Surgical Visual Understanding (SurgVU) Dataset
Pith reviewed 2026-05-23 05:55 UTC · model grok-4.3
The pith
A dataset of robotic surgery videos paired with labels is released to support machine learning work in surgical data science.
A machine-rendered reading of the paper's core claim, the machinery that carries it, and where it could break.
Core claim
We present a large dataset of surgical videos and their accompanying labels for foundational work in surgical data science. The videos come from robotic-assisted surgeries and carry labels suited to multiple tasks. A validation set for tool detection and a sample set of question-answer pairs for visual question answering are also supplied. The dataset is made available through public links so that it can serve as a shared resource for future research.
What carries the argument
The SurgVU dataset of surgical videos and labels, which carries the argument by supplying raw visual data and annotations for training and testing models on surgical scenes.
If this is right
- Models can be trained to detect surgical tools directly from the labeled video frames.
- Question-answer pairs enable development of systems that answer queries about surgical scenes.
- The dataset supplies a common benchmark that different research groups can use to compare methods.
- Public release of both videos and labels allows reproduction and extension of experiments in surgical data science.
Where Pith is reading between the lines
- The same videos could be reused to study temporal patterns such as procedure phase recognition if additional time-stamped labels were added later.
- Combining SurgVU with non-surgical video datasets might test whether general video models transfer to the surgical domain.

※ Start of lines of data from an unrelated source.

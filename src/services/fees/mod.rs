pub mod create;
pub mod delete;
pub mod get;
pub mod list;
pub mod mark_paid;
pub mod update;

use actix_web::{HttpRequest, HttpResponse, Result as ActixResult};
use std::sync::Arc;

use crate::errors::Result;
use crate::models::fees::requests::{CreateFeeRequest, FeeListParams, UpdateFeeRequest};
use crate::services::common::check_reference;
use crate::storage::{RecordKind, Storage};
use crate::utils::validate::FieldErrors;

storage_service!(FeeService);

impl FeeService {
    pub async fn list_fees(
        &self,
        query: FeeListParams,
        request: &HttpRequest,
    ) -> ActixResult<HttpResponse> {
        list::list_fees(self, query, request).await
    }

    pub async fn create_fee(
        &self,
        fee_data: CreateFeeRequest,
        request: &HttpRequest,
    ) -> ActixResult<HttpResponse> {
        create::create_fee(self, fee_data, request).await
    }

    pub async fn get_fee(&self, id: i64, request: &HttpRequest) -> ActixResult<HttpResponse> {
        get::get_fee(self, id, request).await
    }

    pub async fn update_fee(
        &self,
        id: i64,
        update_data: UpdateFeeRequest,
        request: &HttpRequest,
    ) -> ActixResult<HttpResponse> {
        update::update_fee(self, id, update_data, request).await
    }

    pub async fn delete_fee(&self, id: i64, request: &HttpRequest) -> ActixResult<HttpResponse> {
        delete::delete_fee(self, id, request).await
    }

    pub async fn mark_fee_paid(&self, id: i64, request: &HttpRequest) -> ActixResult<HttpResponse> {
        mark_paid::mark_fee_paid(self, id, request).await
    }
}

pub(crate) async fn validate_new_fee(
    storage: &Arc<dyn Storage>,
    req: &CreateFeeRequest,
) -> Result<FieldErrors> {
    let mut errors = req.validate();
    check_reference(
        storage,
        &mut errors,
        "student_id",
        RecordKind::Student,
        Some(req.student_id),
    )
    .await?;
    Ok(errors)
}

pub(crate) async fn validate_fee_update(
    storage: &Arc<dyn Storage>,
    _id: i64,
    req: &UpdateFeeRequest,
) -> Result<FieldErrors> {
    let mut errors = req.validate();
    check_reference(storage, &mut errors, "student_id", RecordKind::Student, req.student_id).await?;
    Ok(errors)
}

- Hospitals could use the dataset to prototype privacy-preserving training pipelines before applying them to their own private recordings.
Load-bearing premise
The dataset, although curated for a particular set of scientific challenges, is general enough to be used for a broad range of machine learning questions.
What would settle it
A controlled test in which models trained on the SurgVU training split show no improvement over random baselines when evaluated on the provided public validation set for tool detection would indicate the labels do not support the intended tasks.
Figures
read the original abstract
Owing to recent advances in machine learning and the ability to harvest large amounts of data during robotic-assisted surgeries, surgical data science is ripe for foundational work. We present a large dataset of surgical videos and their accompanying labels for this purpose. We describe how the data was collected and some of its unique attributes. Multiple example problems are outlined. Although the dataset was curated for a particular set of scientific challenges (in an accompanying paper), it is general enough to be used for a broad range machine learning questions. Our hope is that this dataset exposes the larger machine learning community to the challenging problems within surgical data science, and becomes a touch-stone for future research. The videos are available at https://storage.googleapis.com/isi-surgvu/surgvu24_videos_only.zip, the labels at https://storage.googleapis.com/isi-surgvu/surgvu24_labels_updated_v2.zip, a validation set for tool detection problem at https://storage.googleapis.com/isi-surgvu/cat1_test_set_public.zip, and a sample set of question & answer pairs dataset for surgical visual question answering at https://storage.googleapis.com/isi-surgvu/SURGVU25_cat_2_sample_set_public.zip.
Editorial analysis
A structured set of objections, weighed in public.
Referee Report
Summary. The manuscript announces the release of the Surgical Visual Understanding (SurgVU) Dataset consisting of surgical videos from robotic-assisted procedures together with accompanying labels. It describes the collection process and unique attributes of the data, outlines multiple example problems, and supplies public download links for the full videos, labels, a validation set for tool detection, and a sample set for surgical visual question answering. The authors note that the dataset was curated for specific challenges in an accompanying paper but assert that it remains general enough for a broad range of machine learning questions, with the goal of engaging the larger ML community in surgical data science.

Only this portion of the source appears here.